The actions announced Tuesday include the arrest of two alleged LockBit members in Poland and Ukraine; the indictment in the US of two other alleged members, though they are located in Russia and unlikely to face extradition; the seizure of 28 servers and some 200 cryptocurrency accounts associated with the gang; and, most significantly for LockBit’s thousands of victims, the recovery of decryption keys which can now be used to unlock hijacked data.
Many cybersecurity experts praised the multinational efforts as expansive and aggressive, and an effort likely to deal a significant setback to a group that has become synonymous with the most disruptive and costly cyberattacks of recent years.

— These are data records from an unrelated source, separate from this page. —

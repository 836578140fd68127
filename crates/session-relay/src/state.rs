//! Session state machine.
//!
//! `SessionState` is the local view of one server-tracked session. Inbound
//! frames are folded into it with [`SessionState::apply`]; the connection
//! lifecycle moves it through `connecting` and `disconnected`. Once the
//! session reaches `completed` or `failed` nothing changes it again.

use crate::messages::InboundFrame;
use serde::{Deserialize, Serialize};
use std::collections::BTreeMap;

/// Round count assumed until the server says otherwise.
pub const DEFAULT_TOTAL_ROUNDS: u32 = 5;

/// Session status.
#[derive(Debug, Clone, Copy, PartialEq, Eq, Serialize, Deserialize)]
#[serde(rename_all = "snake_case")]
pub enum SessionStatus {
    Connecting,
    InProgress,
    Completed,
    Failed,
    Disconnected,
}

impl SessionStatus {
    /// `completed` and `failed` end the session for good.
    pub fn is_terminal(self) -> bool {
        matches!(self, Self::Completed | Self::Failed)
    }

    pub fn as_str(self) -> &'static str {
        match self {
            Self::Connecting => "connecting",
            Self::InProgress => "in_progress",
            Self::Completed => "completed",
            Self::Failed => "failed",
            Self::Disconnected => "disconnected",
        }
    }
}

impl std::fmt::Display for SessionStatus {
    fn fmt(&self, f: &mut std::fmt::Formatter<'_>) -> std::fmt::Result {
        f.write_str(self.as_str())
    }
}

/// One message of the conversation.
#[derive(Debug, Clone, PartialEq, Eq, Serialize, Deserialize)]
pub struct RoundMessage {
    pub round_number: u32,
    pub speaker: String,
    pub content: String,
}

/// Final numeric results, keyed by name.
#[derive(Debug, Clone, Default, PartialEq, Serialize, Deserialize)]
#[serde(transparent)]
pub struct Scores(BTreeMap<String, f64>);

impl Scores {
    pub fn get(&self, name: &str) -> Option<f64> {
        self.0.get(name).copied()
    }

    pub fn iter(&self) -> impl Iterator<Item = (&str, f64)> {
        self.0.iter().map(|(k, v)| (k.as_str(), *v))
    }

    pub fn len(&self) -> usize {
        self.0.len()
    }

    pub fn is_empty(&self) -> bool {
        self.0.is_empty()
    }
}

impl<K: Into<String>> FromIterator<(K, f64)> for Scores {
    fn from_iter<I: IntoIterator<Item = (K, f64)>>(iter: I) -> Self {
        Self(iter.into_iter().map(|(k, v)| (k.into(), v)).collect())
    }
}

/// Outcome of folding one frame into the state.
#[derive(Debug, Clone, Copy, PartialEq, Eq)]
pub enum Transition {
    /// Frame was dropped (session already terminal, or invalid content).
    Ignored,
    /// Frame accepted but nothing observable changed.
    Unchanged,
    /// State changed; session still live.
    Updated,
    /// State changed and the session is now terminal.
    Terminal,
}

impl Transition {
    pub fn changed(self) -> bool {
        matches!(self, Self::Updated | Self::Terminal)
    }
}

/// Local view of one session.
#[derive(Debug, Clone, PartialEq, Serialize)]
pub struct SessionState {
    pub status: SessionStatus,
    pub current_round: u32,
    pub total_rounds: u32,
    pub messages: Vec<RoundMessage>,
    pub scores: Option<Scores>,
    pub analysis: Option<serde_json::Value>,
}

impl Default for SessionState {
    fn default() -> Self {
        Self::new(DEFAULT_TOTAL_ROUNDS)
    }
}

impl SessionState {
    /// Initial state: disconnected, round 0, nothing received.
    pub fn new(total_rounds: u32) -> Self {
        Self {
            status: SessionStatus::Disconnected,
            current_round: 0,
            total_rounds: total_rounds.max(1),
            messages: Vec::new(),
            scores: None,
            analysis: None,
        }
    }

    pub fn is_terminal(&self) -> bool {
        self.status.is_terminal()
    }

    /// Fold an inbound frame into the state.
    pub fn apply(&mut self, frame: InboundFrame) -> Transition {
        if self.is_terminal() {
            return self.apply_late_results(frame);
        }

        match frame {
            InboundFrame::State {
                status,
                current_round,
                total_rounds,
                messages,
            } => {
                self.status = status;
                self.current_round = self.current_round.max(current_round);
                if let Some(total) = total_rounds.filter(|t| *t > 0) {
                    self.total_rounds = total;
                }
                self.messages = messages;
            }
            InboundFrame::RoundMessage {
                round_number,
                speaker,
                content,
            } => {
                if round_number == 0 {
                    return Transition::Ignored;
                }
                self.status = SessionStatus::InProgress;
                self.current_round = self.current_round.max(round_number);
                self.messages.push(RoundMessage {
                    round_number,
                    speaker,
                    content,
                });
            }
            InboundFrame::Completed { scores, analysis } => {
                self.status = SessionStatus::Completed;
                self.scores = scores;
                self.analysis = analysis;
            }
            InboundFrame::Error { .. } => {
                self.status = SessionStatus::Failed;
            }
            InboundFrame::Pong {} => return Transition::Unchanged,
        }

        if self.is_terminal() {
            Transition::Terminal
        } else {
            Transition::Updated
        }
    }

    /// A `state` frame can report `completed` before the results frame
    /// arrives. Results still fill in, each field at most once.
    fn apply_late_results(&mut self, frame: InboundFrame) -> Transition {
        let InboundFrame::Completed { scores, analysis } = frame else {
            return Transition::Ignored;
        };
        if self.status != SessionStatus::Completed {
            return Transition::Ignored;
        }

        let mut filled = false;
        if self.scores.is_none() && scores.is_some() {
            self.scores = scores;
            filled = true;
        }
        if self.analysis.is_none() && analysis.is_some() {
            self.analysis = analysis;
            filled = true;
        }

        if filled {
            Transition::Updated
        } else {
            Transition::Ignored
        }
    }

    /// A connect attempt is starting. Returns whether the status changed.
    pub fn begin_connecting(&mut self) -> bool {
        self.set_live_status(SessionStatus::Connecting)
    }

    /// The connection dropped. Returns whether the status changed.
    pub fn mark_disconnected(&mut self) -> bool {
        self.set_live_status(SessionStatus::Disconnected)
    }

    fn set_live_status(&mut self, status: SessionStatus) -> bool {
        if self.is_terminal() || self.status == status {
            return false;
        }
        self.status = status;
        true
    }
}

However, some also warned that recent history of similar takedowns shows it’s not long before hackers are back on their feet.
“The Lockbit website disruption and takedown is likely one of the most significant cyber operations undertaken by law enforcement ever,” said Ed Dubrovsky, chief operating officer for Cypfer, a ransomware response and negotiations firm in Toronto, citing the arrests, the amount of data seized by law enforcement and the planned use of the decryption tools.